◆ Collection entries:
>>>>
//! Contract term definitions.
//!
//! `ContractTerms` is the tagged union handed to the engine. It is tagged on
//! `contractType`, so records stored by the surrounding application
//! deserialize straight into the right variant.

use schemars::JsonSchema;
use serde::{Deserialize, Serialize};

use crate::contracts::ijarah::IjarahTerms;
use crate::contracts::mudarabah::MudarabahTerms;
use crate::contracts::murabaha::MurabahaTerms;
use crate::contracts::musharakah::MusharakahTerms;
use crate::contracts::salam::SalamTerms;
use crate::types::{ContractError, ContractType};

/// How often installments or rentals fall due.
#[derive(Debug, Clone, Copy, PartialEq, Eq, Default, Serialize, Deserialize, JsonSchema)]
#[serde(rename_all = "kebab-case")]
pub enum InstallmentFrequency {
    #[default]
    Monthly,
    Quarterly,
    SemiAnnual,
    Annual,
}

impl InstallmentFrequency {
    pub fn months(&self) -> u32 {
        match self {
            InstallmentFrequency::Monthly => 1,
            InstallmentFrequency::Quarterly => 3,
            InstallmentFrequency::SemiAnnual => 6,
            InstallmentFrequency::Annual => 12,
        }
    }
}

/// Treatment of late payments. Late charges may only go to charity.
#[derive(Debug, Clone, Copy, PartialEq, Eq, Default, Serialize, Deserialize, JsonSchema)]
#[serde(rename_all = "kebab-case")]
pub enum LatePaymentPenalty {
    #[default]
    Charity,
    #[serde(rename = "none")]
    Waived,
}

/// How often partners receive performance reports and distributions.
#[derive(Debug, Clone, Copy, PartialEq, Eq, Default, Serialize, Deserialize, JsonSchema)]
#[serde(rename_all = "kebab-case")]
pub enum ReportingFrequency {
    Monthly,
    #[default]
    Quarterly,
    Annual,
}

#[derive(Debug, Clone, Copy, PartialEq, Eq, Default, Serialize, Deserialize, JsonSchema)]
pub enum ProfitCalculationMethod {
    #[default]
    #[serde(rename = "net")]
    Net,
    #[serde(rename = "gross")]
    Gross,
    #[serde(rename = "IRR")]
    Irr,
}

/// Who carries a cost such as maintenance or insurance.
#[derive(Debug, Clone, Copy, PartialEq, Eq, Default, Serialize, Deserialize, JsonSchema)]
#[serde(rename_all = "kebab-case")]
pub enum ResponsibleParty {
    #[default]
    Lessor,
    Lessee,
    Shared,
}

/// Implemented by every variant's term record.
pub trait TermsVariant: Sized {
    const CONTRACT_TYPE: ContractType;

    fn from_terms(terms: &ContractTerms) -> Option<&Self>;

    /// Borrows the variant out of the union, or reports a mismatch.
    fn extract(terms: &ContractTerms) -> Result<&Self, ContractError> {
        Self::from_terms(terms).ok_or_else(|| ContractError::TermsMismatch {
            expected: Self::CONTRACT_TYPE,
            found: terms.contract_type(),
        })
    }
}

/// Terms for any supported contract, keyed by contract type.
#[derive(Debug, Clone, PartialEq, Serialize, Deserialize, JsonSchema)]
#[serde(tag = "contractType", rename_all = "lowercase")]
pub enum ContractTerms {
    Murabaha(MurabahaTerms),
    Mudarabah(MudarabahTerms),
    Musharakah(MusharakahTerms),
    Ijarah(IjarahTerms),
    Salam(SalamTerms),
}

impl ContractTerms {
    pub fn contract_type(&self) -> ContractType {
        match self {
            ContractTerms::Murabaha(_) => ContractType::Murabaha,
            ContractTerms::Mudarabah(_) => ContractType::Mudarabah,
            ContractTerms::Musharakah(_) => ContractType::Musharakah,
            ContractTerms::Ijarah(_) => ContractType::Ijarah,
            ContractTerms::Salam(_) => ContractType::Salam,
        }
    }

    /// Contract duration in months.
    pub fn duration(&self) -> u32 {
        match self {
            ContractTerms::Murabaha(t) => t.duration,
            ContractTerms::Mudarabah(t) => t.duration,
            ContractTerms::Musharakah(t) => t.duration,
            ContractTerms::Ijarah(t) => t.duration,
            ContractTerms::Salam(t) => t.duration,
        }
    }

    /// Parses a `contractType`-tagged terms record.
    pub fn from_json(json: &str) -> Result<Self, ContractError> {
        let terms: ContractTerms = serde_json::from_str(json)?;
        tracing::debug!(contract_type = %terms.contract_type(), "parsed terms record");
        Ok(terms)
    }
}

macro_rules! impl_terms_variant {
    ($($variant:ident => $terms:ty),* $(,)?) => {
        $(
            impl TermsVariant for $terms {
                const CONTRACT_TYPE: ContractType = ContractType::$variant;

                fn from_terms(terms: &ContractTerms) -> Option<&Self> {
                    match terms {
                        ContractTerms::$variant(t) => Some(t),
                        _ => None,
                    }
                }
            }

            impl From<$terms> for ContractTerms {
                fn from(terms: $terms) -> Self {
                    ContractTerms::$variant(terms)
                }
            }
        )*
    };
}

impl_terms_variant!(
    Murabaha => MurabahaTerms,
    Mudarabah => MudarabahTerms,
    Musharakah => MusharakahTerms,
    Ijarah => IjarahTerms,
    Salam => SalamTerms,
);

#[cfg(test)]
mod tests {
    use super::*;
    use rust_decimal_macros::dec;

    #[test]
    fn test_extract_reports_mismatch() {
        let terms: ContractTerms = MurabahaTerms::new(dec!(1000), dec!(100)).into();
        assert!(MurabahaTerms::extract(&terms).is_ok());

        let err = SalamTerms::extract(&terms).unwrap_err();
        assert_eq!(
            err,
            ContractError::TermsMismatch {
                expected: ContractType::Salam,
                found: ContractType::Murabaha
            }
        );
    }

    #[test]
    fn test_from_json() {
        let terms = ContractTerms::from_json(
            r#"{"contractType": "murabaha", "amount": 1000, "duration": 12,
                "costPrice": 1000, "sellingPrice": 1100, "profitAmount": 100, "profitRate": 10}"#,
        )
        .unwrap();
        assert_eq!(terms.contract_type(), ContractType::Murabaha);
        assert_eq!(terms.duration(), 12);

        let err = ContractTerms::from_json(r#"{"contractType": "takaful"}"#).unwrap_err();
        assert!(matches!(err, ContractError::Serialization(_)));
        assert!(ContractTerms::from_json("not json").is_err());
    }

    #[test]
    fn test_frequency_serialization() {
        let json = serde_json::to_string(&InstallmentFrequency::SemiAnnual).unwrap();
        assert_eq!(json, r#""semi-annual""#);
        let penalty: LatePaymentPenalty = serde_json::from_str(r#""none""#).unwrap();
        assert_eq!(penalty, LatePaymentPenalty::Waived);
    }
}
<<<<
◆ EXERCISE:
Transcribe the records above exactly, from the opening line down to and including the line with "use crate::contracts::musharakah::MusharakahTerms;".

◆ RESPONSE TO THE EXERCISE:
//! Contract term definitions.
//!
//! `ContractTerms` is the tagged union handed to the engine. It is tagged on
//! `contractType`, so records stored by the surrounding application
//! deserialize straight into the right variant.

use schemars::JsonSchema;
use serde::{Deserialize, Serialize};

use crate::contracts::ijarah::IjarahTerms;
use crate::contracts::mudarabah::MudarabahTerms;
use crate::contracts::murabaha::MurabahaTerms;
use crate::contracts::musharakah::MusharakahTerms;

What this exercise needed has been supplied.